- [EXERCISE REQUIREMENTS]: Find every line in the records below that holds the word "local", and copy each one.
EXTRACTED ENTRIES Start Marker
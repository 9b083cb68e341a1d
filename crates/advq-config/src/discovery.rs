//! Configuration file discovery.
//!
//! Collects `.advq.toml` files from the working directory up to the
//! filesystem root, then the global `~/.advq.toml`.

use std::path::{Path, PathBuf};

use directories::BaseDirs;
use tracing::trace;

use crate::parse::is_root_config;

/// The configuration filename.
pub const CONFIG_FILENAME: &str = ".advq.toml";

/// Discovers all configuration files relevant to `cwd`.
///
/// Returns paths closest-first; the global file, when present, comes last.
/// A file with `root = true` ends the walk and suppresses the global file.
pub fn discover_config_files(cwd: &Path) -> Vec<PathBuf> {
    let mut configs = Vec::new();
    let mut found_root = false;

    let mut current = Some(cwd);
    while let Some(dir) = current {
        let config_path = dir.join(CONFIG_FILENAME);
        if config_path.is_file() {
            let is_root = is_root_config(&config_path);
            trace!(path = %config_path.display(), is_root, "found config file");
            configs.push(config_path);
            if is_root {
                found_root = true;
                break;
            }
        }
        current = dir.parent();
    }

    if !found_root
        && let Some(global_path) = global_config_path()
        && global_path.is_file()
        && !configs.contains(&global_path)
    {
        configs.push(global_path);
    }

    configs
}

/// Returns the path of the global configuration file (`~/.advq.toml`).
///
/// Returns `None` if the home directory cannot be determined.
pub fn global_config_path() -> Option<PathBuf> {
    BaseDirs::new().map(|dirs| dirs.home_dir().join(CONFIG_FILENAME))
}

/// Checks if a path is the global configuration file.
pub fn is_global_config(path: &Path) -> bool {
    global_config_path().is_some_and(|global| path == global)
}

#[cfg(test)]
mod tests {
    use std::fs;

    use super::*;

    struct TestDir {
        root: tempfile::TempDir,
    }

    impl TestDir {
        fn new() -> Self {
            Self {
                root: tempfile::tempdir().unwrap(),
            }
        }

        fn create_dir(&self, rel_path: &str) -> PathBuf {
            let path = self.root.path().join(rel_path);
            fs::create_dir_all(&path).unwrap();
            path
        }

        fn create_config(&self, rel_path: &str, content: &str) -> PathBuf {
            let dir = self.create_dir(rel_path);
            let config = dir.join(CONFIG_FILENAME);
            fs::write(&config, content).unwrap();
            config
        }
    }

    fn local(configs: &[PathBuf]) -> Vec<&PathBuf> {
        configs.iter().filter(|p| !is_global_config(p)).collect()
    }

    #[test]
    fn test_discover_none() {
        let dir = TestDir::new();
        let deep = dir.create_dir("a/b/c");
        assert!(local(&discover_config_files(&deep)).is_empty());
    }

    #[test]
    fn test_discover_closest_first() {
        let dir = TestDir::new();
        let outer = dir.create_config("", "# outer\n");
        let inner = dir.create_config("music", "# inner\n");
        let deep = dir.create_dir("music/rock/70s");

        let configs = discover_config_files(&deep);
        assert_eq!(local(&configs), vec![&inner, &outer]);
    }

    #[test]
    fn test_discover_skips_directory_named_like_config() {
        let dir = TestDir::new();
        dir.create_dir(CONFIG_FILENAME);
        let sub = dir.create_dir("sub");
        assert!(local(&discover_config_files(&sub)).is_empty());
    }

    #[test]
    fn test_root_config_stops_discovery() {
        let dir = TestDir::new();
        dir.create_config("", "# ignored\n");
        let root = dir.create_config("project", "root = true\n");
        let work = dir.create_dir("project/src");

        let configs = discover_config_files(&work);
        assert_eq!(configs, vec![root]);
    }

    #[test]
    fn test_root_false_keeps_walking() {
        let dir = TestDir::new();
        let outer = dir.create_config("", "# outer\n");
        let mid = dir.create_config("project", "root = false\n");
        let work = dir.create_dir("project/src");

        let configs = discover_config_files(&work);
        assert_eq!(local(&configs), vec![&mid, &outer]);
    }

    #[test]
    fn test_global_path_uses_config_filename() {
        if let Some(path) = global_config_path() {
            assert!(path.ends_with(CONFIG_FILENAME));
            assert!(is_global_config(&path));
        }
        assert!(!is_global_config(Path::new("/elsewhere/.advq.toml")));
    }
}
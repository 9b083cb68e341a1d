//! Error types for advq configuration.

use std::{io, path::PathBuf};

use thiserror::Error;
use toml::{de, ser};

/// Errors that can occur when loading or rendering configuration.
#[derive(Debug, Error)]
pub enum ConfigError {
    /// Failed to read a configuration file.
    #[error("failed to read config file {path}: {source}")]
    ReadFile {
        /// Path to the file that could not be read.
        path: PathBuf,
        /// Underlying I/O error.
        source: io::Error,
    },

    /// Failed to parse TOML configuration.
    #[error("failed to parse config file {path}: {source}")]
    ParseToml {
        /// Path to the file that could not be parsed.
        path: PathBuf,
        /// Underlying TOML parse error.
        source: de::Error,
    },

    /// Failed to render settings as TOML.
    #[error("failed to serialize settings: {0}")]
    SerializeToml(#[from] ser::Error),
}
EXTRACTED ENTRIES End Marker
- [RESULT FOR THIS EXERCISE]:
    fn local(configs: &[PathBuf]) -> Vec<&PathBuf> {
        assert!(local(&discover_config_files(&deep)).is_empty());
        assert_eq!(local(&configs), vec![&inner, &outer]);
        assert!(local(&discover_config_files(&sub)).is_empty());
        assert_eq!(local(&configs), vec![&mid, &outer]);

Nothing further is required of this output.